What needs to be done
Looking at the entries below, state how many lines contain the word "ChatMessage". Give the number alone.

======== Task data

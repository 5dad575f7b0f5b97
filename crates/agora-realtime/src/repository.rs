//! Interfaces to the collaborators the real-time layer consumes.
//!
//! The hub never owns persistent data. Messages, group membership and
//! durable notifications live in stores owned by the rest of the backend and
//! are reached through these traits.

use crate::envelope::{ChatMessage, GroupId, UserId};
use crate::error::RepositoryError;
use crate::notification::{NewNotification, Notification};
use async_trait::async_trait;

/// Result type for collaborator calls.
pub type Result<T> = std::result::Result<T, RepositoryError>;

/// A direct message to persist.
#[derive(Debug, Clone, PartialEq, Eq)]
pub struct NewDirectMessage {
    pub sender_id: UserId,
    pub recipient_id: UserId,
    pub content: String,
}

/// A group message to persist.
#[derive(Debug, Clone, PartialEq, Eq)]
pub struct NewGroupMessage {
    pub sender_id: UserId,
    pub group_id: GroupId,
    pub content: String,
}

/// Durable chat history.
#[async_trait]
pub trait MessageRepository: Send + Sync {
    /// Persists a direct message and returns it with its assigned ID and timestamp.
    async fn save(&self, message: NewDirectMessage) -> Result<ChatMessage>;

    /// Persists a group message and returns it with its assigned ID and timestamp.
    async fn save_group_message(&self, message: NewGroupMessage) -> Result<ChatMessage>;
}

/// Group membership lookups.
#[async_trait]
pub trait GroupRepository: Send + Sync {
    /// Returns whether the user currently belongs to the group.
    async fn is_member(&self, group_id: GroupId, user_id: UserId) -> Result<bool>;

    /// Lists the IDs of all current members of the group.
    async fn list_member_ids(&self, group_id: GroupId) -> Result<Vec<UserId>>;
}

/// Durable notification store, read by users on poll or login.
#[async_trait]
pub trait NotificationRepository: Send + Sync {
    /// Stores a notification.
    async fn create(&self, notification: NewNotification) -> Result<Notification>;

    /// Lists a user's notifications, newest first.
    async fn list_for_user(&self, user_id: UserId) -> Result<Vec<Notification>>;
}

================
======== Task data

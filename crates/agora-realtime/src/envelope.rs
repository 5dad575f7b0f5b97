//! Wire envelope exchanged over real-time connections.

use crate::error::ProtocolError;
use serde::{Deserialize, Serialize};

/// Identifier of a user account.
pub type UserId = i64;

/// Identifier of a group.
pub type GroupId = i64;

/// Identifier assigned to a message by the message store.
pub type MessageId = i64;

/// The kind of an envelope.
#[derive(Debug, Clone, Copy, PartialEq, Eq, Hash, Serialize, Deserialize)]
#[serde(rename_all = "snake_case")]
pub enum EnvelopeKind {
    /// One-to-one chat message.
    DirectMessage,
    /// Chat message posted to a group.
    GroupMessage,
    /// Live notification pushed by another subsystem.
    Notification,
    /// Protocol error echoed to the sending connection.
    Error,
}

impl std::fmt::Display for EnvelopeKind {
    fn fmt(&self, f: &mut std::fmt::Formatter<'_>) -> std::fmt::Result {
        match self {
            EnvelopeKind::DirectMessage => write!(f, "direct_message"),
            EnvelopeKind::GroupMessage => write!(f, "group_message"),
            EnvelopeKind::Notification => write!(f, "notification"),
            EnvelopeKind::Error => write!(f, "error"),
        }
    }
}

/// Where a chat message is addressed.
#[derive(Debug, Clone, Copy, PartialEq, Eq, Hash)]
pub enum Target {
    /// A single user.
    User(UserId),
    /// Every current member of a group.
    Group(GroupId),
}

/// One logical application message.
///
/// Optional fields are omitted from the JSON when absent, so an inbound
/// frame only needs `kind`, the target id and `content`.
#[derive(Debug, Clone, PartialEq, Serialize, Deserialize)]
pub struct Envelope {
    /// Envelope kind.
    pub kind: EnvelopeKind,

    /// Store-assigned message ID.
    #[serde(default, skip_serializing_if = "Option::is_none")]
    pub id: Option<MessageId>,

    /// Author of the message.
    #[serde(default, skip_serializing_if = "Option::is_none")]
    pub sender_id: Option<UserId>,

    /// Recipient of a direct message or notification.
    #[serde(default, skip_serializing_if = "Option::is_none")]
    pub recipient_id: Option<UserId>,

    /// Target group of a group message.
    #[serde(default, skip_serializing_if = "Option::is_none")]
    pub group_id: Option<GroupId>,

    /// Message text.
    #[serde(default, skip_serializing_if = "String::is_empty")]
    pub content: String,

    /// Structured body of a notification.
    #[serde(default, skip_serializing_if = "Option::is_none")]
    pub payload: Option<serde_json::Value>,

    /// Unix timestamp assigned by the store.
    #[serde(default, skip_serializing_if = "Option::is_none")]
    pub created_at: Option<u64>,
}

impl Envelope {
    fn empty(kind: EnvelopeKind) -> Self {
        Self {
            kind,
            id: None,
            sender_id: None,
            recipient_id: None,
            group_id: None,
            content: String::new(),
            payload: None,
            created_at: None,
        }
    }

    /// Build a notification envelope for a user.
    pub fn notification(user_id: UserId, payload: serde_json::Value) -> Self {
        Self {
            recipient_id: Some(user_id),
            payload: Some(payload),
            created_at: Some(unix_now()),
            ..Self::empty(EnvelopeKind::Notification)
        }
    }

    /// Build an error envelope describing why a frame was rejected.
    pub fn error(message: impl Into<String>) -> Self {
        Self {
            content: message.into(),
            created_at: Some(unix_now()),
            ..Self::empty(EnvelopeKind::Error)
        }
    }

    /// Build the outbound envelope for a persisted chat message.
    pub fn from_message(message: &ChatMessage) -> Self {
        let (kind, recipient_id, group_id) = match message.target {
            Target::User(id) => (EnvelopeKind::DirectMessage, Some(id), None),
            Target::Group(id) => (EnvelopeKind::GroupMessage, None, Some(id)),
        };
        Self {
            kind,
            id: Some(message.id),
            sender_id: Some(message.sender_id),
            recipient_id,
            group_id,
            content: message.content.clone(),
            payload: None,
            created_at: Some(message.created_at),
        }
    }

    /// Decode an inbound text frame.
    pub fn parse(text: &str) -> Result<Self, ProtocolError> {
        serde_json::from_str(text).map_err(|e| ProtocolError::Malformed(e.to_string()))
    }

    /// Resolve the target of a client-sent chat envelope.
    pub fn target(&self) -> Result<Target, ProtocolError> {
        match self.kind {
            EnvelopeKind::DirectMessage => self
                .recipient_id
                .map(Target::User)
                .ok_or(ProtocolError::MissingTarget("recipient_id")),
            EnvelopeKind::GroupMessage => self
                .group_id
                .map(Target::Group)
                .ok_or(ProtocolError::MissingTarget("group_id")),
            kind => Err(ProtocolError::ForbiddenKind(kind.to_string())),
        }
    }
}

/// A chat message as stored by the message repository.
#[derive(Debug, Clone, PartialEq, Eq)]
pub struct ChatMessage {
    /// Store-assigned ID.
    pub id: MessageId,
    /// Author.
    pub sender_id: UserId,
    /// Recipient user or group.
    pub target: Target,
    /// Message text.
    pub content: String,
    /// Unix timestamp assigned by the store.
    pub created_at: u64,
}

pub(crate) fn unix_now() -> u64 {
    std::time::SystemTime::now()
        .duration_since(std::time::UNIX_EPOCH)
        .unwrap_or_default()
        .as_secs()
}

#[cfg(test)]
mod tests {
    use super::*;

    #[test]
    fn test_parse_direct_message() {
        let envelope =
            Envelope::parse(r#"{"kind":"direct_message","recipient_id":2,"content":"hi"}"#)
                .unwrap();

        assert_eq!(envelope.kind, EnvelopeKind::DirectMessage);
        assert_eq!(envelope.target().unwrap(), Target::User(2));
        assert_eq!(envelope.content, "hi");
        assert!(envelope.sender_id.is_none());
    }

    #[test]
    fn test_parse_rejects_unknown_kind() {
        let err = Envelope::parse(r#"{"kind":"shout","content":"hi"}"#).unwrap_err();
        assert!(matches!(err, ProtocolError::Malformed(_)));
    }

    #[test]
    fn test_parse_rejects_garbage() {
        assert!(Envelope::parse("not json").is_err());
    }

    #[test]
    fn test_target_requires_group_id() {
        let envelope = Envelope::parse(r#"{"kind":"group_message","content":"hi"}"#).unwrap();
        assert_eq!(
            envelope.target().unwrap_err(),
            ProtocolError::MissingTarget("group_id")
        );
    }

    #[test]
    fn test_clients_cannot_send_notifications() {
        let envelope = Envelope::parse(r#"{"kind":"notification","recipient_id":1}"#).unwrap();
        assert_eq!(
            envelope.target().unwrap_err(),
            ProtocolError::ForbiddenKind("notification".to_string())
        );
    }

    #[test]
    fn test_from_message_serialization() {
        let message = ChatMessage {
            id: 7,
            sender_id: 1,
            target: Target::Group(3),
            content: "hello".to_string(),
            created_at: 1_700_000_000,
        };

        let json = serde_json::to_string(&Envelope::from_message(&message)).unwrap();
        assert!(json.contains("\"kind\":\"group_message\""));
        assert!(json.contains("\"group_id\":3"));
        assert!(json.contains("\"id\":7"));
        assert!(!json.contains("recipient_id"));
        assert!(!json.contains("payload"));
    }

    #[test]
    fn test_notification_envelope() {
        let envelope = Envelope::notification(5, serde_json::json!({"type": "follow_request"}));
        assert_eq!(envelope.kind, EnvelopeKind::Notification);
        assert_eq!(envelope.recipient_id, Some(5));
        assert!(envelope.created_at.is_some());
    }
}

================

Task solution
6